DATA EXCERPTS START

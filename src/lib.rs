//! # Autoscale Pipeline Library
//!
//! Questo è il modulo principale della libreria che espone tutte le API pubbliche.
//!
//! ## Responsabilità:
//! - Definisce la struttura modulare della pipeline
//! - Espone i tipi e le funzioni principali tramite re-exports
//! - Fornisce un'interfaccia pulita per il main.rs e per altri livelli di presentazione
//!
//! ## Architettura dei moduli:
//! - `config`: Gestione configurazione e validazione parametri
//! - `error`: Tassonomia degli errori del job e motivi leggibili
//! - `source`: Sorgente selezionata e preview con rilascio garantito
//! - `derivative`: Tabella dei tier e motore di generazione dei derivati
//! - `stats`: Statistiche di efficienza e policy di qualità
//! - `pipeline`: State machine del job, trasporto e controller asincrono
//! - `file_manager`: Lettura della sorgente e scrittura dei derivati
//! - `progress`: Spinner e riepilogo per la CLI
//! - `json_output`: Output JSON lines per uso programmatico
//!
//! ## Utilizzo:
//! ```no_run
//! use autoscale_pipeline::{Config, JobController, JobState};
//!
//! # async fn run(bytes: Vec<u8>) {
//! let controller = JobController::from_config(&Config::default());
//! let mut rx = controller.subscribe();
//!
//! controller.select_source(bytes, "image/jpeg", "holiday.jpg");
//! controller.start();
//!
//! while let Ok(snapshot) = rx.recv().await {
//!     if snapshot.state == JobState::Succeeded {
//!         println!("{:?}", snapshot.stats);
//!         break;
//!     }
//! }
//! # }
//! ```

pub mod config;
pub mod derivative;
pub mod error;
pub mod file_manager;
pub mod json_output;
pub mod pipeline;
pub mod progress;
pub mod source;
pub mod stats;
pub mod utils;

pub use config::Config;
pub use derivative::{DerivativeAsset, DerivativeEngine, DerivativeSet, DerivativeSpec, ImageEngine, DERIVATIVE_SPECS};
pub use error::{FailureKind, FailureReason, GenerationError, PipelineError};
pub use pipeline::{Job, JobController, JobSnapshot, JobState, SimulatedTransport, RetryingTransport, Transport};
pub use source::{PreviewHandle, PreviewRegistry, SourceAsset, SourceSummary};
pub use stats::{compute_stats, quality_for_savings, JobStats};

DATA EXCERPTS END

» **EXERCISE PROMPT**: Your answer must consist solely of the lines from the top of the entries above through the line containing "pub use config::Config;", copied exactly, both ends included.

» **WRITTEN ANSWER**:
filename src/lib.rs
//! # Autoscale Pipeline Library
//!
//! Questo è il modulo principale della libreria che espone tutte le API pubbliche.
//!
//! ## Responsabilità:
//! - Definisce la struttura modulare della pipeline
//! - Espone i tipi e le funzioni principali tramite re-exports
//! - Fornisce un'interfaccia pulita per il main.rs e per altri livelli di presentazione
//!
//! ## Architettura dei moduli:
//! - `config`: Gestione configurazione e validazione parametri
//! - `error`: Tassonomia degli errori del job e motivi leggibili
//! - `source`: Sorgente selezionata e preview con rilascio garantito
//! - `derivative`: Tabella dei tier e motore di generazione dei derivati
//! - `stats`: Statistiche di efficienza e policy di qualità
//! - `pipeline`: State machine del job, trasporto e controller asincrono
//! - `file_manager`: Lettura della sorgente e scrittura dei derivati
//! - `progress`: Spinner e riepilogo per la CLI
//! - `json_output`: Output JSON lines per uso programmatico
//!
//! ## Utilizzo:
//! ```no_run
//! use autoscale_pipeline::{Config, JobController, JobState};
//!
//! # async fn run(bytes: Vec<u8>) {
//! let controller = JobController::from_config(&Config::default());
//! let mut rx = controller.subscribe();
//!
//! controller.select_source(bytes, "image/jpeg", "holiday.jpg");
//! controller.start();
//!
//! while let Ok(snapshot) = rx.recv().await {
//!     if snapshot.state == JobState::Succeeded {
//!         println!("{:?}", snapshot.stats);
//!         break;
//!     }
//! }
//! # }
//! ```

pub mod config;
pub mod derivative;
pub mod error;
pub mod file_manager;
pub mod json_output;
pub mod pipeline;
pub mod progress;
pub mod source;
pub mod stats;
pub mod utils;

pub use config::Config;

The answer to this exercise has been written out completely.